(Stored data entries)
· · · ·
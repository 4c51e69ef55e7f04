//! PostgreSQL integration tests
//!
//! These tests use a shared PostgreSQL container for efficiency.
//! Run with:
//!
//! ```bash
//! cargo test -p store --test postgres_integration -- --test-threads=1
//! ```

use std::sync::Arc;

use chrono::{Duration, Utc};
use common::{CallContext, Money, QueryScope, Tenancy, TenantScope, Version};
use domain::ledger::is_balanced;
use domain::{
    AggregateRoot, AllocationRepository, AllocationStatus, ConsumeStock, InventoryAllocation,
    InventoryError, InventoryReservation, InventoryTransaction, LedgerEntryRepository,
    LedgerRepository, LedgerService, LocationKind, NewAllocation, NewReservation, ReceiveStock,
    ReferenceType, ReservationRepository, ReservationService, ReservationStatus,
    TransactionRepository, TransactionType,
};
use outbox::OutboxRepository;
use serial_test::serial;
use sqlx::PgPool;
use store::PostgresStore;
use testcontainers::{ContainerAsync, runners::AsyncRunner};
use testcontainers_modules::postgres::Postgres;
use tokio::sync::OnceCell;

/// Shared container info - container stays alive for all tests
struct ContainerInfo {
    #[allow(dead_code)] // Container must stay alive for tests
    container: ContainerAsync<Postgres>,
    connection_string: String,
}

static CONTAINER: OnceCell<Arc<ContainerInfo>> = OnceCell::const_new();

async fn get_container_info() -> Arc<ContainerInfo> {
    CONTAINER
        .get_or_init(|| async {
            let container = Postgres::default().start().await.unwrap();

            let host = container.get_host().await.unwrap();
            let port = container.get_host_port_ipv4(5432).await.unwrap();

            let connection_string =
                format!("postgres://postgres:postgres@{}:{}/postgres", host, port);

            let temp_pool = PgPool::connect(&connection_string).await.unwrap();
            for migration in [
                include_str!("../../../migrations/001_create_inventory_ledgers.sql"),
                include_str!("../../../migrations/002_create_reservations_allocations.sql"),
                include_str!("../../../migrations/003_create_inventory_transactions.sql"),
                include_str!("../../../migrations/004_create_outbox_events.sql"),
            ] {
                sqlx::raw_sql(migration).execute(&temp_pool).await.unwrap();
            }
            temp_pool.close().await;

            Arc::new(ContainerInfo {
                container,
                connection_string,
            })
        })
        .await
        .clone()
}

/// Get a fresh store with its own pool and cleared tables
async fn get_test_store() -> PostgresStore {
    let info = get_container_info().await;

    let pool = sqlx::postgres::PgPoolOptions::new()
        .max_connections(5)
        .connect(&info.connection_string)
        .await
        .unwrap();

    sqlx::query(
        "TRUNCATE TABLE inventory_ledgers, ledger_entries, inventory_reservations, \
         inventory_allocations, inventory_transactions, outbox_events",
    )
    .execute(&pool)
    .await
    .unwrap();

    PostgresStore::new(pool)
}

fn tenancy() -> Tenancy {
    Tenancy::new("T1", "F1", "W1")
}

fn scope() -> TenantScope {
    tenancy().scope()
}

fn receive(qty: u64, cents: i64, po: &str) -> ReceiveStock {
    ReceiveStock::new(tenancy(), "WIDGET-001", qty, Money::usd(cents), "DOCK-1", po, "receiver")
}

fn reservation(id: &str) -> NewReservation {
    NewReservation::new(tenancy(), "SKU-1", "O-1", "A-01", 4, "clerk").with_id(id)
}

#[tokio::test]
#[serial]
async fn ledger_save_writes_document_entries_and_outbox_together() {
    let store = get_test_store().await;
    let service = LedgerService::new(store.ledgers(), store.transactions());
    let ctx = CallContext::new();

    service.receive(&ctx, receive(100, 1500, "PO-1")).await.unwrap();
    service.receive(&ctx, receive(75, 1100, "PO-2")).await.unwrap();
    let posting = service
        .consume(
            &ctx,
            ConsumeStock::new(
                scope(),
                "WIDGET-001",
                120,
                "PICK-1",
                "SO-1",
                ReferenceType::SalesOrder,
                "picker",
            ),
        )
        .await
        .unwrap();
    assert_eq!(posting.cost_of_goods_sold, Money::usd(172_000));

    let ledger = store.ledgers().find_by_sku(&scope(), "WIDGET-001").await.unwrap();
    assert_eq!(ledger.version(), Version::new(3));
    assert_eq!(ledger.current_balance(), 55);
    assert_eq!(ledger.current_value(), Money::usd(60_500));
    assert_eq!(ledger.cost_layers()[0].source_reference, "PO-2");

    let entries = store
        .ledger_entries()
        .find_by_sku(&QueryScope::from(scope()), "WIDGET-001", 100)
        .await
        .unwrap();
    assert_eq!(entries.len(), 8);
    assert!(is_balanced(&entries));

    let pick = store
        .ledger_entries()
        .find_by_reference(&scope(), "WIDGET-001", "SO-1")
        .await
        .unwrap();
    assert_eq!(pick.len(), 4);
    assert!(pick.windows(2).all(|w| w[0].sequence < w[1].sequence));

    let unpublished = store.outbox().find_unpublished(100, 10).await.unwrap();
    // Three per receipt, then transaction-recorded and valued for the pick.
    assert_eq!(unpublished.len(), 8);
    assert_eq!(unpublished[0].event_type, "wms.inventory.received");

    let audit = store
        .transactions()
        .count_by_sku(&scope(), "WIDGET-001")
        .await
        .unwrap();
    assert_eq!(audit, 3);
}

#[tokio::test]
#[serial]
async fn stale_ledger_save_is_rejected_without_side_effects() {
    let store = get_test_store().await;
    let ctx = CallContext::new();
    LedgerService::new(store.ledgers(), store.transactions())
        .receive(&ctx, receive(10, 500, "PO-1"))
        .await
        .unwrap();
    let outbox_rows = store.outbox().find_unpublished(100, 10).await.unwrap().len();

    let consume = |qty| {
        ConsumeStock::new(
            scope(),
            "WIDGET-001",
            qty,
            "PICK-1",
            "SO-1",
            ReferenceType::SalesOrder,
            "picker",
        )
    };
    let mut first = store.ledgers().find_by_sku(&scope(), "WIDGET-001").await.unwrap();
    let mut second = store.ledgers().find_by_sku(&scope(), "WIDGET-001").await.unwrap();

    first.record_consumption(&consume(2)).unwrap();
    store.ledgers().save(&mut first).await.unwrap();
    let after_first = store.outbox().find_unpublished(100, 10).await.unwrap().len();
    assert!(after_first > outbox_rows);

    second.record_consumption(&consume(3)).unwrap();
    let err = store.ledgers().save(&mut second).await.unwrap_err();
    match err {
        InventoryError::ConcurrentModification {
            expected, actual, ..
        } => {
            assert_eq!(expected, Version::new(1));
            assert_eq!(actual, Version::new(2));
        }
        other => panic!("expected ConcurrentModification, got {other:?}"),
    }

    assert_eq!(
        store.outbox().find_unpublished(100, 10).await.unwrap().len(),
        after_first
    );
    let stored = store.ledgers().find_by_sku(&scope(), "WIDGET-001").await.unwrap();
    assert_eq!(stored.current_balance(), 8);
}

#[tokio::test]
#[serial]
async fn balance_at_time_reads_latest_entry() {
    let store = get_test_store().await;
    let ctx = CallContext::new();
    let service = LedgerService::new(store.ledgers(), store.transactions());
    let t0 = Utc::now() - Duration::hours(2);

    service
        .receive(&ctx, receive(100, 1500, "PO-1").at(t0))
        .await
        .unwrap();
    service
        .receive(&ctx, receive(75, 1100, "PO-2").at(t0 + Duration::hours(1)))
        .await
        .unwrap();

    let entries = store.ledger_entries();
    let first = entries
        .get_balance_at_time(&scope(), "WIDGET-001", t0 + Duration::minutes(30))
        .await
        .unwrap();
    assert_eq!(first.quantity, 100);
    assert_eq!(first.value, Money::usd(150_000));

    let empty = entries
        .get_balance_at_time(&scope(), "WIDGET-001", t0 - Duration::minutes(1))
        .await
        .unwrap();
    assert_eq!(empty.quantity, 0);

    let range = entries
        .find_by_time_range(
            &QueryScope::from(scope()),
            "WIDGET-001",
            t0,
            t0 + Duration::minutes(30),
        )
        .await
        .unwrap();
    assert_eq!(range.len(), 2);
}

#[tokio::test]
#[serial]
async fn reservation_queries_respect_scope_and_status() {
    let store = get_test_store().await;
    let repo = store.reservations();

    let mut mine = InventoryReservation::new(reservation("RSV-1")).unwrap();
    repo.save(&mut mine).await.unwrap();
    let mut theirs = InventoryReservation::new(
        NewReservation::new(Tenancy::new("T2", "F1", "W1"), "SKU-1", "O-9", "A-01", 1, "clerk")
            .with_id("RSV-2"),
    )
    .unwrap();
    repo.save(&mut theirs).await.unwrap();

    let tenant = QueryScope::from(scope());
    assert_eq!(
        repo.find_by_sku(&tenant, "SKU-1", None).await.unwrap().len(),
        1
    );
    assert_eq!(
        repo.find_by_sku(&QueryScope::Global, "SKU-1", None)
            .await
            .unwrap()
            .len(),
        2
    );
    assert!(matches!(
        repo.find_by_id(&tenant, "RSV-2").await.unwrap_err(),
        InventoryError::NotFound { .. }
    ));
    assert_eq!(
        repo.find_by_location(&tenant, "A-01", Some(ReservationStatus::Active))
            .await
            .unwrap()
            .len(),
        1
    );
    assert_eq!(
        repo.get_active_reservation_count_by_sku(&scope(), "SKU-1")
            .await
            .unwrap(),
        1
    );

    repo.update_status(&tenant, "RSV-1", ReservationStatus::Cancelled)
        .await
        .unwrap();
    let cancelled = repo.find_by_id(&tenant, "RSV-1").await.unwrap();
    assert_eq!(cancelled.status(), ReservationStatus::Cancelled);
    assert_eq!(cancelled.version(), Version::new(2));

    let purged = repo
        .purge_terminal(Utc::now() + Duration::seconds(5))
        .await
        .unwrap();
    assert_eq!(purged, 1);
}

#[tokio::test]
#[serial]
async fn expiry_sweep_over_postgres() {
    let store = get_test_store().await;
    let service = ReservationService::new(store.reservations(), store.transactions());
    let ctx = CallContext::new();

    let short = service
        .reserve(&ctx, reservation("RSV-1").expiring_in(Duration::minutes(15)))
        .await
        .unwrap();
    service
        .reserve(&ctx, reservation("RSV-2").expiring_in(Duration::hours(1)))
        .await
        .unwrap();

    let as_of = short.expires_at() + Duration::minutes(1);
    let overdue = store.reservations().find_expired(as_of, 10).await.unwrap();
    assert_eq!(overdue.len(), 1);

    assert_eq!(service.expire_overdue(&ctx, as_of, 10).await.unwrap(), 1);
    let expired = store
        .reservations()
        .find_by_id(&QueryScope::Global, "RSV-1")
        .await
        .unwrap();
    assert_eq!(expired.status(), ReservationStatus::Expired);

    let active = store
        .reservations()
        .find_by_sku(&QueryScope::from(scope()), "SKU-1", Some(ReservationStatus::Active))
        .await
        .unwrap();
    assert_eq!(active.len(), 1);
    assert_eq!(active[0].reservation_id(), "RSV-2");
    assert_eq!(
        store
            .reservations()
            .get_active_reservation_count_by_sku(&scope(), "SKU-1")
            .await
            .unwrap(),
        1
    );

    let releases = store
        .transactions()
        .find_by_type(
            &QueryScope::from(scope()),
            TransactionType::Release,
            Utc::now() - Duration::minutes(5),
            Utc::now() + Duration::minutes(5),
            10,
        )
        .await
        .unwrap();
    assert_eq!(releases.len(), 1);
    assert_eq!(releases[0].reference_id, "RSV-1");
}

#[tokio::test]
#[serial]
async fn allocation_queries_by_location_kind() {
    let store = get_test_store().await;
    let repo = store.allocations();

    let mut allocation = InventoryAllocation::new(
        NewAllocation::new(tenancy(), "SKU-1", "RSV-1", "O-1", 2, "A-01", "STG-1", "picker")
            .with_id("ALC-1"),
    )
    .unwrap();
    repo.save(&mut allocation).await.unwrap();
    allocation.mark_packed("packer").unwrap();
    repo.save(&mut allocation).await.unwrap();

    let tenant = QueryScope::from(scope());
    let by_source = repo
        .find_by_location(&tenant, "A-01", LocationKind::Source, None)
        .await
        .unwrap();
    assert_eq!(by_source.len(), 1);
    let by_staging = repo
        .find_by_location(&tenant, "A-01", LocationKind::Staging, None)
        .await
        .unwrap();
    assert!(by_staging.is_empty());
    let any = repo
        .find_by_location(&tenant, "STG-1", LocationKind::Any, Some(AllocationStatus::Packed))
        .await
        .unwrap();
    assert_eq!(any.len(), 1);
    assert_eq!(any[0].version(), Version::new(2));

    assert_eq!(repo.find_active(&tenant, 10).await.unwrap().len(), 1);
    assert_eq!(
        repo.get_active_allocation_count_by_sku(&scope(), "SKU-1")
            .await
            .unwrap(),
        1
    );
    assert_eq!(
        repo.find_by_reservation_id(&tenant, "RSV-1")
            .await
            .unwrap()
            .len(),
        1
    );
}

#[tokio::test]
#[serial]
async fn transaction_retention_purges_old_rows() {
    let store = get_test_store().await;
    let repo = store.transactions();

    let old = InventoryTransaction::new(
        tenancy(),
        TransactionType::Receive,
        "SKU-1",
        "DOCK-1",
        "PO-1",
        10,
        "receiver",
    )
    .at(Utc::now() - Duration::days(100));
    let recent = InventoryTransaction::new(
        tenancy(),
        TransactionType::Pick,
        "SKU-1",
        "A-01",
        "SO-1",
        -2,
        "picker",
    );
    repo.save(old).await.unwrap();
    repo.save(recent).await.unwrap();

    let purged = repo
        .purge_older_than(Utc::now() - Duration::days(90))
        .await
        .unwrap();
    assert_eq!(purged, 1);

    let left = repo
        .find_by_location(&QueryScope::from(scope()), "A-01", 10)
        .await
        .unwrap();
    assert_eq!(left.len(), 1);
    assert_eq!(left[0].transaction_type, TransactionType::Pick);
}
· · · ·
Show every line from the entries above in which the word "AllocationStatus" appears.

◆ RESULT ◆
    AggregateRoot, AllocationRepository, AllocationStatus, ConsumeStock, InventoryAllocation,
        .find_by_location(&tenant, "STG-1", LocationKind::Any, Some(AllocationStatus::Packed))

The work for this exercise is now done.